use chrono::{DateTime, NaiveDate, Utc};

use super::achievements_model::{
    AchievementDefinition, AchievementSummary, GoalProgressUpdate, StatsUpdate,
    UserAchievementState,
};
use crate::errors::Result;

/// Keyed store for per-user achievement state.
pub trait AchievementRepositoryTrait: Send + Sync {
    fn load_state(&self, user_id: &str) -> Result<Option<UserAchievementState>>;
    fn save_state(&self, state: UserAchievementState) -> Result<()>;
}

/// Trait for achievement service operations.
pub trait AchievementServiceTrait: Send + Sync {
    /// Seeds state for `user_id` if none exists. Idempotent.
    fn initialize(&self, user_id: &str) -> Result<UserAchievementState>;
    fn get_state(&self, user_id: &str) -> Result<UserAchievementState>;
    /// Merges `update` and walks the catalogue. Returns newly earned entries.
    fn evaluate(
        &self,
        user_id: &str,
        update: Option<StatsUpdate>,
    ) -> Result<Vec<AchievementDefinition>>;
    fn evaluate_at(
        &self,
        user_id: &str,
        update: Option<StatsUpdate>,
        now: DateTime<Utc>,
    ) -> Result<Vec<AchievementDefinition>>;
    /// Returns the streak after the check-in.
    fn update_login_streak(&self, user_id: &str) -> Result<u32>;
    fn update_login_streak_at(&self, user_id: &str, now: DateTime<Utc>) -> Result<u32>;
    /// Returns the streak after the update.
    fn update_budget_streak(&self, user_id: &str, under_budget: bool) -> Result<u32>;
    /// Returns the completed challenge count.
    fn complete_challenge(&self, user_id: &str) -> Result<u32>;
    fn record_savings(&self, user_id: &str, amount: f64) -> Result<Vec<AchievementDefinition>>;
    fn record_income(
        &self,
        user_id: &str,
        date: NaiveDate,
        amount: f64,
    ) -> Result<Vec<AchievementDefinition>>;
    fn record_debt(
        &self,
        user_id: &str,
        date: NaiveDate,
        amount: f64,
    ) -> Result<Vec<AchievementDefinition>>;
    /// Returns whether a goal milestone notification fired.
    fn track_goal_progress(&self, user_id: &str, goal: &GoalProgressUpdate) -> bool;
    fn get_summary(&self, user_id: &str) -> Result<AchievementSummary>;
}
--
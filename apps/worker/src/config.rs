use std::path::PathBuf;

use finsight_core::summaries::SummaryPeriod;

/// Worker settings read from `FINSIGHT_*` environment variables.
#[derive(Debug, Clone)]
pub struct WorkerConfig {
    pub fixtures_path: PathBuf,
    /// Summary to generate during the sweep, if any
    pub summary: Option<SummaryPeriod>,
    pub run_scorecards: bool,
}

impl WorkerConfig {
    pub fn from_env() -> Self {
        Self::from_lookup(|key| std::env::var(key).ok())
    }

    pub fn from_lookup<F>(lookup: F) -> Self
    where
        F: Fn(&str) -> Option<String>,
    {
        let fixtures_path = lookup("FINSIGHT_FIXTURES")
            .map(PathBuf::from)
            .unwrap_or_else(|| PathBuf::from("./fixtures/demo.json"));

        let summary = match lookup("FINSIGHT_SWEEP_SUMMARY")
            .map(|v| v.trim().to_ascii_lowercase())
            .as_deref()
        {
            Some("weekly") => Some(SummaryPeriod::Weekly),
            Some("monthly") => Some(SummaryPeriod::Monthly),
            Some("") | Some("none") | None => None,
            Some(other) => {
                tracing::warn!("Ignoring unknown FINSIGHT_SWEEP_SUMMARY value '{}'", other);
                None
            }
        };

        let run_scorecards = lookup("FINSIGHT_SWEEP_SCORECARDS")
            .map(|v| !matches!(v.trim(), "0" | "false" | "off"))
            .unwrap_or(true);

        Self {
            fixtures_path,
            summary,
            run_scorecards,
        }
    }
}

What to do:
Only the count should be given: the number of lines in the entries above containing the word "AchievementSummary".

Response box:
2